Top of Provided entries

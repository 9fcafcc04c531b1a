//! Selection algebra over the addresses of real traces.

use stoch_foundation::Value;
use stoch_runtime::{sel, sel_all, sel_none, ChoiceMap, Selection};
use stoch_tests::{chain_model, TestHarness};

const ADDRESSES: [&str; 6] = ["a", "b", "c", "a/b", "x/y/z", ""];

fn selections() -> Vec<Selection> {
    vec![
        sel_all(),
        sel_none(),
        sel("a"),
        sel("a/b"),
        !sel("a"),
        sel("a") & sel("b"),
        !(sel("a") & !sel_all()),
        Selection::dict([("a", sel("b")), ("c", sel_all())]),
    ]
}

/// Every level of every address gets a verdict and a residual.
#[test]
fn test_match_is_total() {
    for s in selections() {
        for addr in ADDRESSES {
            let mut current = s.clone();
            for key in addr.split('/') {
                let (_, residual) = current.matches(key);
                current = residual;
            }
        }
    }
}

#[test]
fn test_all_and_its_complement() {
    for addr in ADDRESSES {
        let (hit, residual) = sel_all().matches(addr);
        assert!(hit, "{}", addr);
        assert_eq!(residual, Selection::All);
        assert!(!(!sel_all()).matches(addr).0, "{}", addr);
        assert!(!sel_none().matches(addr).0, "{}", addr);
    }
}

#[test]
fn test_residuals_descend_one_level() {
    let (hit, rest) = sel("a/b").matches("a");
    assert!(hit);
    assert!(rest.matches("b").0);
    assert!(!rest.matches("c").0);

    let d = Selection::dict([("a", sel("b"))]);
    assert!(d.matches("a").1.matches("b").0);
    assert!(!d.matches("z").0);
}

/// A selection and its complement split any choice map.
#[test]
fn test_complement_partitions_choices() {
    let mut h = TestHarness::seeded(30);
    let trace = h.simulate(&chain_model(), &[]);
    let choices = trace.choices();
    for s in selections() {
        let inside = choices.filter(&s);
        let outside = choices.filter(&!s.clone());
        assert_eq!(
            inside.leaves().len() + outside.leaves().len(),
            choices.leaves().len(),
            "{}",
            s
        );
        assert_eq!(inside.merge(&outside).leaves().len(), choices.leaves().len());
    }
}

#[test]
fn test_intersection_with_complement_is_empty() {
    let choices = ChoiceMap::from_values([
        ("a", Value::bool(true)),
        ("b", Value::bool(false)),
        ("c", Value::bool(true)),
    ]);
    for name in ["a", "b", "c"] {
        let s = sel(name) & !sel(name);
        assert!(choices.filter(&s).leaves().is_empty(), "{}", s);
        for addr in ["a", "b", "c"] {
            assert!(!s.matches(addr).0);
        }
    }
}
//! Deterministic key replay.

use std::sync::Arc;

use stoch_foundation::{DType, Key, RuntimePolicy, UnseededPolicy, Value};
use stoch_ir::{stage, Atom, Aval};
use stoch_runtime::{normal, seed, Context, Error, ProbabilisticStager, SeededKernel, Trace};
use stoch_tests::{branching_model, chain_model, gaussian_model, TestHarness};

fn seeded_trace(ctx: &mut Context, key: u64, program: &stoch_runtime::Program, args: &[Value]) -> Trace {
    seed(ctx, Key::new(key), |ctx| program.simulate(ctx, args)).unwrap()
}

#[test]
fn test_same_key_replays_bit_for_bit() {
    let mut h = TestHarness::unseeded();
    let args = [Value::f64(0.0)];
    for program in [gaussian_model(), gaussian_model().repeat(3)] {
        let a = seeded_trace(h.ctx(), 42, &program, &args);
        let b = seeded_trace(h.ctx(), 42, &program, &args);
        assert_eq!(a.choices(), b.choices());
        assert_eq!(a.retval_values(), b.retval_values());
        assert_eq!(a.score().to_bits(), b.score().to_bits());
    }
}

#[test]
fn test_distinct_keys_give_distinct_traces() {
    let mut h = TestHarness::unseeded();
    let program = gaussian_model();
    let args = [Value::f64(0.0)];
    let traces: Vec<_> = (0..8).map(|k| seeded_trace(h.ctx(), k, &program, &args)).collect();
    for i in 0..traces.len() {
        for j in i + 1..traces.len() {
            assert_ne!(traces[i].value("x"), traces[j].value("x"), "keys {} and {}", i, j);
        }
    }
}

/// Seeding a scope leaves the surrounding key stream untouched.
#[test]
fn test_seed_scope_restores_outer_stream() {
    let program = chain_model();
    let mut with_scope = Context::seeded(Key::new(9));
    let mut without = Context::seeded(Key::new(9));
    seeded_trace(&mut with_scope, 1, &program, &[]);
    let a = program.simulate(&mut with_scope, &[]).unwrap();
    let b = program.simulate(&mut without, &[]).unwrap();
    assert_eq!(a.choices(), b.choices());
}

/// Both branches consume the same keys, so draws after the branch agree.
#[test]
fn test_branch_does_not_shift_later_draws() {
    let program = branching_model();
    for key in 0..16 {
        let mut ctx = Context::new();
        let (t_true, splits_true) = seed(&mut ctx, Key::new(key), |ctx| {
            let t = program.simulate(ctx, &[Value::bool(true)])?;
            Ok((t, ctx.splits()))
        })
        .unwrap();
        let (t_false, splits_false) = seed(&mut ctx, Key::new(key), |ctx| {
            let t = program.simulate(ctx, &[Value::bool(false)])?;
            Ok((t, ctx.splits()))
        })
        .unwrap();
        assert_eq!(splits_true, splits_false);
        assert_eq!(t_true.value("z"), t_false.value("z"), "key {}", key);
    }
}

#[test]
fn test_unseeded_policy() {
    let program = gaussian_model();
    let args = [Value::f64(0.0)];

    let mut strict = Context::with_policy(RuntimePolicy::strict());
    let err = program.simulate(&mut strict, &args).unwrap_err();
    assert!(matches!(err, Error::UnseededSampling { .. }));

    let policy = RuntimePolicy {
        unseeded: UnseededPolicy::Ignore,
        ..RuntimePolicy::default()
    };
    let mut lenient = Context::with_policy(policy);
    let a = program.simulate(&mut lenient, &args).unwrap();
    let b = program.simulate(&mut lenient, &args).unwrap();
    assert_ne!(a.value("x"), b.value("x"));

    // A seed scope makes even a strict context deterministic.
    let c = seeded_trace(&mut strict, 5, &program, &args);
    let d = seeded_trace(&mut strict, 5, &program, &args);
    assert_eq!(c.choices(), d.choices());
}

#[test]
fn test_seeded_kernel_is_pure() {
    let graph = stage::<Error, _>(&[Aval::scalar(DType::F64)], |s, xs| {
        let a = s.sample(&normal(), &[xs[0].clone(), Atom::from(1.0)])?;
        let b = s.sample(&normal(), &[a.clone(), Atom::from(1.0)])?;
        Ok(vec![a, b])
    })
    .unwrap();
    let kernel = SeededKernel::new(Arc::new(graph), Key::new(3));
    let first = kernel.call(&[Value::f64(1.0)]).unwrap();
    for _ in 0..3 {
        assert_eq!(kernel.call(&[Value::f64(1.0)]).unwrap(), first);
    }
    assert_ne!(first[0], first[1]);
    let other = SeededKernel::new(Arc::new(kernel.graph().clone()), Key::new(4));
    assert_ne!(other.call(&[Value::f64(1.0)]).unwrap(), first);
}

Bottom of Provided entries

Each line above that contains the word "TestHarness" should be returned.

§ Worked solution:
use stoch_tests::{chain_model, TestHarness};
    let mut h = TestHarness::seeded(30);
use stoch_tests::{branching_model, chain_model, gaussian_model, TestHarness};
    let mut h = TestHarness::unseeded();
    let mut h = TestHarness::unseeded();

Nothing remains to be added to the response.